**YOUR OBJECTIVE**. Look through the listing below, find every line with the string "MailboxStore", and copy it.
--- INPUT ---
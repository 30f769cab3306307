//! The Nostr poll adapter. Unlike Bluesky there is no slash convention:
//! anyone DMing the bot is talking to the bot, so every inbound event is
//! forwarded to the command sink.

use std::{
    sync::{
        Arc, Mutex as StdMutex, PoisonError,
        atomic::{AtomicBool, Ordering},
    },
    time::Duration,
};

use {
    adrift_channels::{
        AdapterPhase, Backoff, ChannelAdapter, CommandSink, Error, InboundItem, PlatformClient,
        Result,
    },
    adrift_common::PlatformId,
    adrift_store::MailboxStore,
    async_trait::async_trait,
    tokio::sync::Mutex,
    tokio_util::sync::CancellationToken,
    tracing::{debug, error, info, warn},
};

use crate::config::NostrConfig;

/// Wait before the single in-cycle send retry.
const SEND_RETRY_DELAY: Duration = Duration::from_millis(500);

/// Watermark-driven Nostr adapter over an injected relay client.
pub struct NostrAdapter {
    inner: Arc<Inner>,
}

struct Inner {
    client: Arc<dyn PlatformClient>,
    sink: Arc<dyn CommandSink>,
    store: Arc<dyn MailboxStore>,
    config: NostrConfig,
    phase: StdMutex<AdapterPhase>,
    connected: AtomicBool,
    // Overlapping poll cycles are dropped, not queued.
    cycle: Mutex<()>,
    watch_cancel: StdMutex<Option<CancellationToken>>,
}

impl NostrAdapter {
    #[must_use]
    pub fn new(
        client: Arc<dyn PlatformClient>,
        sink: Arc<dyn CommandSink>,
        store: Arc<dyn MailboxStore>,
        config: NostrConfig,
    ) -> Self {
        Self {
            inner: Arc::new(Inner {
                client,
                sink,
                store,
                config,
                phase: StdMutex::new(AdapterPhase::Disconnected),
                connected: AtomicBool::new(false),
                cycle: Mutex::new(()),
                watch_cancel: StdMutex::new(None),
            }),
        }
    }
}

impl Inner {
    fn set_phase(&self, phase: AdapterPhase) {
        *self.phase.lock().unwrap_or_else(PoisonError::into_inner) = phase;
    }

    fn current_phase(&self) -> AdapterPhase {
        *self.phase.lock().unwrap_or_else(PoisonError::into_inner)
    }

    /// Connect to the relay once; the connection is reused until cleanup or
    /// a failed cycle forces a reconnect.
    async fn ensure_connected(&self) -> Result<()> {
        if self.connected.load(Ordering::SeqCst) {
            return Ok(());
        }
        self.set_phase(AdapterPhase::Connecting);
        debug!(relay = %self.config.relay_url, "connecting to relay");
        if let Err(e) = self.client.login().await {
            self.set_phase(AdapterPhase::Disconnected);
            return Err(e);
        }
        self.connected.store(true, Ordering::SeqCst);
        self.set_phase(AdapterPhase::Connected);
        info!(relay = %self.config.relay_url, "relay connection ready");
        Ok(())
    }

    async fn run_cycle(&self) -> Result<u32> {
        let Ok(_guard) = self.cycle.try_lock() else {
            debug!("poll cycle already in flight; skipping");
            return Ok(0);
        };

        self.ensure_connected().await?;

        let watermark = self.store.watermark(PlatformId::Nostr).await?;
        let mut items = match self.client.list_inbound_since(watermark).await {
            Ok(items) => items,
            Err(e) => {
                // Stream errors invalidate the relay connection.
                self.connected.store(false, Ordering::SeqCst);
                return Err(e);
            }
        };
        items.sort_by_key(|i| i.timestamp_ms);

        let mut advanced = watermark;
        let mut processed = 0u32;
        let mut held: Option<Error> = None;

        for item in items {
            if watermark.is_some_and(|w| item.timestamp_ms <= w) {
                continue;
            }
            if self
                .config
                .ignore_before_ms
                .is_some_and(|floor| item.timestamp_ms < floor)
            {
                advanced = Some(item.timestamp_ms);
                continue;
            }
            // The subscription echoes the bot's own outbound events.
            if item.sender_id == self.config.public_key {
                advanced = Some(item.timestamp_ms);
                continue;
            }

            match self.process(&item).await {
                Ok(()) => {
                    advanced = Some(item.timestamp_ms);
                    processed += 1;
                }
                Err(e) if e.is_transient() => {
                    warn!(
                        provider_msg_id = %item.provider_msg_id,
                        error = %e,
                        "relay delivery failing; holding watermark"
                    );
                    held = Some(e);
                    break;
                }
                Err(e) => {
                    warn!(
                        provider_msg_id = %item.provider_msg_id,
                        error = %e,
                        "dropping undeliverable response"
                    );
                    advanced = Some(item.timestamp_ms);
                    processed += 1;
                }
            }
        }

        if advanced != watermark {
            if let Some(ts) = advanced {
                self.store.set_watermark(PlatformId::Nostr, ts).await?;
            }
        }

        match held {
            Some(e) => {
                self.connected.store(false, Ordering::SeqCst);
                Err(e)
            }
            None => Ok(processed),
        }
    }

    async fn send_with_retry(&self, recipient_id: &str, text: &str) -> Result<String> {
        match self.client.send_direct(recipient_id, text).await {
            Err(e) if e.is_transient() => {
                debug!(recipient_id, error = %e, "send failed; retrying once");
                tokio::time::sleep(SEND_RETRY_DELAY).await;
                self.client.send_direct(recipient_id, text).await
            }
            other => other,
        }
    }

    async fn process(&self, item: &InboundItem) -> Result<()> {
        debug!(sender_id = %item.sender_id, ts = item.timestamp_ms, "handling inbound DM");
        let reply = self
            .sink
            .handle(PlatformId::Nostr, &item.sender_id, &item.text)
            .await;
        self.send_with_retry(&item.sender_id, &reply.text).await?;
        Ok(())
    }
}

#[async_trait]
impl ChannelAdapter for NostrAdapter {
    fn platform(&self) -> PlatformId {
        PlatformId::Nostr
    }

    fn phase(&self) -> AdapterPhase {
        self.inner.current_phase()
    }

    async fn connect(&self) -> Result<()> {
        self.inner.ensure_connected().await
    }

    async fn poll_once(&self) -> Result<u32> {
        self.inner.run_cycle().await
    }

    async fn send(&self, recipient_id: &str, text: &str) -> Result<String> {
        self.inner.ensure_connected().await?;
        self.inner.send_with_retry(recipient_id, text).await
    }

    async fn watch(&self) -> Result<()> {
        let cancel = CancellationToken::new();
        {
            let mut guard = self
                .inner
                .watch_cancel
                .lock()
                .unwrap_or_else(PoisonError::into_inner);
            if guard.as_ref().is_some_and(|t| !t.is_cancelled()) {
                debug!("nostr watch loop already running");
                return Ok(());
            }
            *guard = Some(cancel.clone());
        }

        if let Err(e) = self.inner.ensure_connected().await {
            let mut guard = self
                .inner
                .watch_cancel
                .lock()
                .unwrap_or_else(PoisonError::into_inner);
            *guard = None;
            return Err(e);
        }

        self.inner.set_phase(AdapterPhase::Watching);
        info!(
            interval_secs = self.inner.config.poll_interval_secs,
            "nostr watch loop started"
        );

        let inner = Arc::clone(&self.inner);
        tokio::spawn(async move {
            let interval = Duration::from_secs(inner.config.poll_interval_secs);
            let mut backoff = Backoff::default();
            loop {
                tokio::select! {
                    () = cancel.cancelled() => {
                        inner.set_phase(AdapterPhase::Stopped);
                        debug!("nostr watch loop stopped");
                        break;
                    }
                    () = tokio::time::sleep(interval) => {}
                }
                match inner.run_cycle().await {
                    Ok(n) => {
                        if n > 0 {
                            debug!(processed = n, "nostr poll cycle complete");
                        }
                        backoff.reset();
                        inner.set_phase(AdapterPhase::Watching);
                    }
                    Err(e) => {
                        match backoff.next_delay() {
                            Some(delay) => {
                                warn!(
                                    error = %e,
                                    retry_in_ms = delay.as_millis() as u64,
                                    attempt = backoff.attempts(),
                                    "nostr poll cycle failed"
                                );
                                inner.set_phase(AdapterPhase::Reconnecting);
                                tokio::select! {
                                    () = cancel.cancelled() => {
                                        inner.set_phase(AdapterPhase::Stopped);
                                        break;
                                    }
                                    () = tokio::time::sleep(delay) => {}
                                }
                            }
                            None => {
                                error!(error = %e, "nostr retry budget exhausted; giving up");
                                inner.set_phase(AdapterPhase::Failed);
                                break;
                            }
                        }
                    }
                }
            }
        });
        Ok(())
    }

    async fn cleanup(&self) {
        let token = self
            .inner
            .watch_cancel
            .lock()
            .unwrap_or_else(PoisonError::into_inner)
            .take();
        if let Some(token) = token {
            token.cancel();
        }
        self.inner.connected.store(false, Ordering::SeqCst);
        if self.inner.current_phase() != AdapterPhase::Failed {
            self.inner.set_phase(AdapterPhase::Stopped);
        }
    }
}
---
**COMPLETED EXERCISE**.
    adrift_store::MailboxStore,
    store: Arc<dyn MailboxStore>,
        store: Arc<dyn MailboxStore>,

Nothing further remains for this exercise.